- What you need to do: Could you return the lines below exactly, from the first line up to and including the line that holds "empty text differ."?

Dataset entries
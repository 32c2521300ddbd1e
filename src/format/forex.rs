//! Currency exchange rates and FX series.

use super::{month_year, more_footer, or, or_string, UNKNOWN};
use crate::api::series::{ExchangeRateResponse, FxSeries, TimeSeriesResponse};

/// Which tool asked for the rate; only the banner and empty text differ.
#[derive(Debug, Clone, Copy, PartialEq, Eq)]
pub enum RateKind {
    Currency,
    Crypto,
}

pub fn exchange_rate(resp: &ExchangeRateResponse, kind: RateKind) -> String {
    let Some(rate) = &resp.rate else {
        return "No exchange rate data available".to_string();
    };
    let field = |label: &str| or_string(rate.get(label), UNKNOWN);

    let banner = match kind {
        RateKind::Currency => "== Exchange Rate Information ==",
        RateKind::Crypto => "== Cryptocurrency Exchange Rate Information ==",
    };

    let refreshed = match rate.get("Time Zone") {
        Some(tz) => format!("{} {}", field("Last Refreshed"), tz),
        None => field("Last Refreshed"),
    };

    [
        banner.to_string(),
        format!("From: {} ({})", field("From_Currency Code"), field("From_Currency Name")),
        format!("To: {} ({})", field("To_Currency Code"), field("To_Currency Name")),
        format!("Exchange Rate: {}", field("Exchange Rate")),
        format!("Bid Price: {}", field("Bid Price")),
        format!("Ask Price: {}", field("Ask Price")),
        format!("Last Refreshed: {}", refreshed),
    ]
    .join("\n")
}

pub fn fx_series(resp: &TimeSeriesResponse, series: FxSeries, limit: usize) -> String {
    let (title, unit) = match series {
        FxSeries::Daily => ("Daily", "days"),
        FxSeries::Weekly => ("Weekly", "weeks"),
        FxSeries::Monthly => ("Monthly", "months"),
    };

    let (Some(_), Some(bars)) = (&resp.meta, &resp.series) else {
        return format!("No {} FX time series data available", series);
    };

    let mut lines = vec![
        format!(
            "== {} FX Time Series for {}/{} ==",
            title,
            or_string(resp.meta("From Symbol"), UNKNOWN),
            or_string(resp.meta("To Symbol"), UNKNOWN)
        ),
        format!("Last Refreshed: {}", or_string(resp.meta("Last Refreshed"), UNKNOWN)),
        format!("Time Zone: {}", or_string(resp.meta("Time Zone"), UNKNOWN)),
        String::new(),
    ];

    for (date, bar) in resp.newest_first().take(limit) {
        lines.push(match series {
            FxSeries::Daily => format!("== {} ==", date),
            FxSeries::Weekly => format!("== Week Ending {} ==", date),
            FxSeries::Monthly => match month_year(date) {
                Some(month) => format!("== {} ({}) ==", month, date),
                None => format!("== {} ==", date),
            },
        });
        lines.push(format!("Open: {}", or(bar.open.as_deref(), UNKNOWN)));
        lines.push(format!("High: {}", or(bar.high.as_deref(), UNKNOWN)));
        lines.push(format!("Low: {}", or(bar.low.as_deref(), UNKNOWN)));
        lines.push(format!("Close: {}", or(bar.close.as_deref(), UNKNOWN)));
        lines.push(String::new());
    }

    lines.extend(more_footer(bars.len(), limit, unit));
    lines.join("\n")
}

#[cfg(test)]
mod tests {
    use super::*;
    use serde_json::json;

    #[test]
    fn exchange_rate_block() {
        let resp: ExchangeRateResponse = serde_json::from_value(json!({
            "Realtime Currency Exchange Rate": {
                "1. From_Currency Code": "USD",
                "2. From_Currency Name": "United States Dollar",
                "3. To_Currency Code": "JPY",
                "4. To_Currency Name": "Japanese Yen",
                "5. Exchange Rate": "151.61",
                "6. Last Refreshed": "2024-04-05 21:55:01",
                "7. Time Zone": "UTC",
                "8. Bid Price": "151.60",
                "9. Ask Price": "151.62"
            }
        }))
        .unwrap();

        assert_eq!(
            exchange_rate(&resp, RateKind::Currency),
            "== Exchange Rate Information ==\n\
             From: USD (United States Dollar)\n\
             To: JPY (Japanese Yen)\n\
             Exchange Rate: 151.61\n\
             Bid Price: 151.60\n\
             Ask Price: 151.62\n\
             Last Refreshed: 2024-04-05 21:55:01 UTC"
        );
    }

    #[test]
    fn crypto_banner_and_missing_zone() {
        let resp: ExchangeRateResponse = serde_json::from_value(json!({
            "Realtime Currency Exchange Rate": { "1. From_Currency Code": "BTC" }
        }))
        .unwrap();
        let text = exchange_rate(&resp, RateKind::Crypto);
        assert!(text.starts_with("== Cryptocurrency Exchange Rate Information ==\nFrom: BTC (Unknown)"));
        assert!(text.ends_with("Last Refreshed: Unknown"));
        assert_eq!(
            exchange_rate(&ExchangeRateResponse::default(), RateKind::Currency),
            "No exchange rate data available"
        );
    }

    #[test]
    fn monthly_fx_labels_months() {
        let resp: TimeSeriesResponse = serde_json::from_value(json!({
            "Meta Data": {
                "2. From Symbol": "EUR",
                "3. To Symbol": "USD",
                "4. Last Refreshed": "2025-04-30",
                "5. Time Zone": "UTC"
            },
            "Time Series FX (Monthly)": {
                "2025-03-31": { "1. open": "1.03" },
                "2025-04-30": { "1. open": "1.08", "4. close": "1.13" }
            }
        }))
        .unwrap();

        let text = fx_series(&resp, FxSeries::Monthly, 1);
        assert!(text.starts_with(
            "== Monthly FX Time Series for EUR/USD ==\nLast Refreshed: 2025-04-30\nTime Zone: UTC\n\n\
             == April 2025 (2025-04-30) ==\nOpen: 1.08"
        ));
        assert!(text.contains("Close: 1.13"));
        assert!(text.ends_with("... and 1 more months (showing last 1 months only)"));
    }

    #[test]
    fn missing_series_names_granularity() {
        assert_eq!(
            fx_series(&TimeSeriesResponse::default(), FxSeries::Weekly, 10),
            "No weekly FX time series data available"
        );
    }
}
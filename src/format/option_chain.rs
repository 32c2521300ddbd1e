//! Option chains grouped by expiration.

use itertools::Itertools;

use super::{or, NA, UNKNOWN};
use crate::api::option_chain::{OptionChainResponse, OptionContract};

#[derive(Debug, Clone, Copy, PartialEq, Eq)]
pub enum Chain {
    Realtime,
    Historical,
}

pub fn options(resp: &OptionChainResponse, chain: Chain) -> String {
    let message = resp.message.as_deref().filter(|m| !m.is_empty());
    let message = match chain {
        // Historical chains report "success" in the same field.
        Chain::Historical => message.filter(|m| *m != "success"),
        Chain::Realtime => message,
    };
    if let Some(message) = message {
        return format!("Message: {}", message);
    }

    let contracts = resp.data.as_deref().unwrap_or_default();
    if contracts.is_empty() {
        return match chain {
            Chain::Realtime => "No options data available".to_string(),
            Chain::Historical => "No historical options data available".to_string(),
        };
    }

    let header = match chain {
        Chain::Realtime => format!("{}\n", or(resp.endpoint.as_deref(), "Realtime Options")),
        Chain::Historical => format!(
            "{} - {}\n",
            or(resp.endpoint.as_deref(), "Historical Options"),
            or(contracts[0].date.as_deref(), "Unknown Date")
        ),
    };
    let mut lines = vec![header];

    let expirations = contracts
        .iter()
        .map(|c| c.expiration.as_deref().unwrap_or_default())
        .unique()
        .sorted();

    for expiration in expirations {
        lines.push(format!("\n== Expiration: {} ==", expiration));

        let by_strike = contracts
            .iter()
            .filter(|c| c.expiration.as_deref().unwrap_or_default() == expiration)
            .sorted_by(|a, b| a.strike_value().total_cmp(&b.strike_value()));

        for contract in by_strike {
            push_contract(&mut lines, contract, expiration, chain);
        }
    }

    lines.join("\n")
}

fn push_contract(lines: &mut Vec<String>, c: &OptionContract, expiration: &str, chain: Chain) {
    let na = |v: &Option<String>| or(v.as_deref(), NA).to_string();

    lines.push(format!(
        "\n{} {} {} {} ({})",
        or(c.symbol.as_deref(), UNKNOWN),
        expiration,
        or(c.strike.as_deref(), NA),
        c.kind
            .as_deref()
            .map(str::to_uppercase)
            .unwrap_or_else(|| "UNKNOWN".to_string()),
        or(c.contract_id.as_deref(), UNKNOWN)
    ));
    lines.push(format!("Last: {} | Mark: {}", na(&c.last), na(&c.mark)));
    lines.push(format!(
        "Bid: {} ({}) | Ask: {} ({})",
        na(&c.bid),
        na(&c.bid_size),
        na(&c.ask),
        na(&c.ask_size)
    ));
    lines.push(format!(
        "Volume: {} | Open Interest: {}",
        na(&c.volume),
        na(&c.open_interest)
    ));

    if chain == Chain::Historical || c.implied_volatility.is_some() {
        lines.push(format!(
            "IV: {} | Delta: {} | Gamma: {}",
            na(&c.implied_volatility),
            na(&c.delta),
            na(&c.gamma)
        ));
        lines.push(format!(
            "Theta: {} | Vega: {} | Rho: {}",
            na(&c.theta),
            na(&c.vega),
            na(&c.rho)
        ));
    }
}
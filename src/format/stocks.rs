//! Quotes, search results, market status and equity time series.

use itertools::Itertools;

use super::{more_footer, or, or_string, UNKNOWN};
use crate::api::series::TimeSeriesResponse;
use crate::api::stocks::{BulkQuotesResponse, GlobalQuoteResponse, MarketStatusResponse, SymbolSearchResponse};

pub fn quote(resp: &GlobalQuoteResponse) -> String {
    let Some(q) = &resp.quote else {
        return "No quote data available".to_string();
    };

    [
        format!("Symbol: {}", or(q.symbol.as_deref(), UNKNOWN)),
        format!("Price: {}", or(q.price.as_deref(), UNKNOWN)),
        format!("Open: {}", or(q.open.as_deref(), UNKNOWN)),
        format!("High: {}", or(q.high.as_deref(), UNKNOWN)),
        format!("Low: {}", or(q.low.as_deref(), UNKNOWN)),
        format!("Volume: {}", or(q.volume.as_deref(), UNKNOWN)),
        format!("Trading Day: {}", or(q.latest_trading_day.as_deref(), UNKNOWN)),
        format!("Previous Close: {}", or(q.previous_close.as_deref(), UNKNOWN)),
        format!(
            "Change: {} ({})",
            or(q.change.as_deref(), UNKNOWN),
            or(q.change_percent.as_deref(), UNKNOWN)
        ),
    ]
    .join("\n")
}

pub fn search(resp: &SymbolSearchResponse) -> String {
    let matches = resp.best_matches.as_deref().unwrap_or_default();
    if matches.is_empty() {
        return "No matching symbols found".to_string();
    }

    matches
        .iter()
        .map(|m| {
            [
                format!("Symbol: {}", or(m.symbol.as_deref(), UNKNOWN)),
                format!("Name: {}", or(m.name.as_deref(), UNKNOWN)),
                format!("Type: {}", or(m.kind.as_deref(), UNKNOWN)),
                format!("Region: {}", or(m.region.as_deref(), UNKNOWN)),
                format!("Currency: {}", or(m.currency.as_deref(), UNKNOWN)),
                format!("Match Score: {}", or(m.match_score.as_deref(), UNKNOWN)),
            ]
            .join("\n")
        })
        .join("\n\n")
}

/// Markets grouped by type, types in order of first appearance.
pub fn market_status(resp: &MarketStatusResponse) -> String {
    let markets = resp.markets.as_deref().unwrap_or_default();
    if markets.is_empty() {
        return "No market status data available".to_string();
    }

    let mut lines = vec![format!(
        "{}\n",
        or(resp.endpoint.as_deref(), "Global Market Open & Close Status")
    )];

    let types = markets.iter().map(|m| m.market_type.as_deref()).unique();
    for market_type in types {
        lines.push(format!("\n== {} Markets ==", market_type.unwrap_or(UNKNOWN)));

        for market in markets.iter().filter(|m| m.market_type.as_deref() == market_type) {
            lines.push(format!("\nRegion: {}", or(market.region.as_deref(), UNKNOWN)));
            lines.push(format!(
                "Exchanges: {}",
                or(market.primary_exchanges.as_deref(), UNKNOWN)
            ));
            lines.push(format!(
                "Hours: {} - {}",
                or(market.local_open.as_deref(), "?"),
                or(market.local_close.as_deref(), "?")
            ));
            lines.push(format!(
                "Status: {}",
                market
                    .current_status
                    .as_deref()
                    .map(str::to_uppercase)
                    .unwrap_or_else(|| UNKNOWN.to_string())
            ));
            if let Some(notes) = &market.notes {
                lines.push(format!("Notes: {}", notes));
            }
        }
    }

    lines.join("\n")
}

pub fn bulk_quotes(resp: &BulkQuotesResponse) -> String {
    if let Some(message) = resp.message.as_deref().filter(|m| !m.is_empty()) {
        return format!("Message: {}", message);
    }

    let quotes = resp.data.as_deref().unwrap_or_default();
    if quotes.is_empty() {
        return "No quote data available".to_string();
    }

    let mut lines = vec![format!("{}\n", or(resp.endpoint.as_deref(), "Realtime Bulk Quotes"))];

    for q in quotes {
        lines.push(format!("\n== {} ==", or(q.symbol.as_deref(), UNKNOWN)));
        lines.push(format!("Timestamp: {}", or(q.timestamp.as_deref(), UNKNOWN)));
        lines.push(format!("Price: {}", or(q.close.as_deref(), UNKNOWN)));
        lines.push(format!("Open: {}", or(q.open.as_deref(), UNKNOWN)));
        lines.push(format!("High: {}", or(q.high.as_deref(), UNKNOWN)));
        lines.push(format!("Low: {}", or(q.low.as_deref(), UNKNOWN)));
        lines.push(format!("Volume: {}", or(q.volume.as_deref(), UNKNOWN)));
        lines.push(format!("Previous Close: {}", or(q.previous_close.as_deref(), UNKNOWN)));
        lines.push(format!(
            "Change: {} ({}%)",
            or(q.change.as_deref(), UNKNOWN),
            or(q.change_percent.as_deref(), UNKNOWN)
        ));

        if let Some(price) = &q.extended_hours_quote {
            lines.push(format!("\nExtended Hours Price: {}", price));
            lines.push(format!(
                "Extended Hours Change: {} ({}%)",
                or(q.extended_hours_change.as_deref(), UNKNOWN),
                or(q.extended_hours_change_percent.as_deref(), UNKNOWN)
            ));
        }
    }

    lines.join("\n")
}

/// Granularity of an adjusted equity series.
#[derive(Debug, Clone, Copy, PartialEq, Eq)]
pub enum Adjusted {
    Monthly,
    Weekly,
    Daily,
}

impl Adjusted {
    pub fn function(self) -> &'static str {
        match self {
            Adjusted::Monthly => "TIME_SERIES_MONTHLY_ADJUSTED",
            Adjusted::Weekly => "TIME_SERIES_WEEKLY_ADJUSTED",
            Adjusted::Daily => "TIME_SERIES_DAILY_ADJUSTED",
        }
    }

    pub fn default_limit(self) -> usize {
        match self {
            Adjusted::Monthly | Adjusted::Weekly => 12,
            Adjusted::Daily => 20,
        }
    }

    fn title(self) -> &'static str {
        match self {
            Adjusted::Monthly => "Monthly",
            Adjusted::Weekly => "Weekly",
            Adjusted::Daily => "Daily",
        }
    }

    fn unit(self) -> &'static str {
        match self {
            Adjusted::Monthly => "months",
            Adjusted::Weekly => "weeks",
            Adjusted::Daily => "days",
        }
    }
}

pub fn adjusted_series(resp: &TimeSeriesResponse, kind: Adjusted, limit: usize) -> String {
    let (Some(_), Some(series)) = (&resp.meta, &resp.series) else {
        return "No time series data available".to_string();
    };

    let mut lines = vec![
        format!(
            "{} Adjusted Time Series for {}",
            kind.title(),
            or_string(resp.meta("Symbol"), UNKNOWN)
        ),
        format!("Last Refreshed: {}", or_string(resp.meta("Last Refreshed"), UNKNOWN)),
    ];
    if kind == Adjusted::Daily {
        lines.push(format!("Output Size: {}", or_string(resp.meta("Output Size"), UNKNOWN)));
    }
    lines.push(format!("Time Zone: {}", or_string(resp.meta("Time Zone"), UNKNOWN)));
    lines.push(String::new());

    for (date, bar) in resp.newest_first().take(limit) {
        match kind {
            Adjusted::Weekly => lines.push(format!("== Week ending {} ==", date)),
            _ => lines.push(format!("== {} ==", date)),
        }
        lines.push(format!("Open: {}", or(bar.open.as_deref(), UNKNOWN)));
        lines.push(format!("High: {}", or(bar.high.as_deref(), UNKNOWN)));
        lines.push(format!("Low: {}", or(bar.low.as_deref(), UNKNOWN)));
        lines.push(format!("Close: {}", or(bar.close.as_deref(), UNKNOWN)));
        lines.push(format!("Adjusted Close: {}", or(bar.adjusted_close.as_deref(), UNKNOWN)));
        lines.push(format!("Volume: {}", or(bar.volume.as_deref(), UNKNOWN)));
        lines.push(format!("Dividend: {}", or(bar.dividend.as_deref(), "0.0000")));
        if kind == Adjusted::Daily {
            lines.push(format!(
                "Split Coefficient: {}",
                or(bar.split_coefficient.as_deref(), "1.0")
            ));
        }
        lines.push(String::new());
    }

    lines.extend(more_footer(series.len(), limit, kind.unit()));
    lines.join("\n")
}

pub fn intraday(resp: &TimeSeriesResponse, limit: usize) -> String {
    if resp.meta.is_none() {
        return "No meta data available".to_string();
    }

    let interval = or_string(resp.meta("Interval"), UNKNOWN);
    let Some(series) = &resp.series else {
        return format!("No time series data available for interval: {}", interval);
    };

    let mut lines = vec![
        format!(
            "Intraday ({}) Time Series for {}",
            interval,
            or_string(resp.meta("Symbol"), UNKNOWN)
        ),
        format!("Last Refreshed: {}", or_string(resp.meta("Last Refreshed"), UNKNOWN)),
        format!("Output Size: {}", or_string(resp.meta("Output Size"), UNKNOWN)),
        format!("Time Zone: {}", or_string(resp.meta("Time Zone"), UNKNOWN)),
        String::new(),
    ];

    for (timestamp, bar) in resp.newest_first().take(limit) {
        lines.push(format!("== {} ==", timestamp));
        lines.push(format!("Open: {}", or(bar.open.as_deref(), UNKNOWN)));
        lines.push(format!("High: {}", or(bar.high.as_deref(), UNKNOWN)));
        lines.push(format!("Low: {}", or(bar.low.as_deref(), UNKNOWN)));
        lines.push(format!("Close: {}", or(bar.close.as_deref(), UNKNOWN)));
        lines.push(format!("Volume: {}", or(bar.volume.as_deref(), UNKNOWN)));
        lines.push(String::new());
    }

    if series.len() > limit {
        lines.push(format!(
            "... and {} more data points (showing last {} intervals only)",
            series.len() - limit,
            limit
        ));
    }

    lines.join("\n")
}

- Final answer:
repository 32c2521300ddbd1e
filename src/format/forex.rs
//! Currency exchange rates and FX series.

use super::{month_year, more_footer, or, or_string, UNKNOWN};
use crate::api::series::{ExchangeRateResponse, FxSeries, TimeSeriesResponse};

/// Which tool asked for the rate; only the banner and empty text differ.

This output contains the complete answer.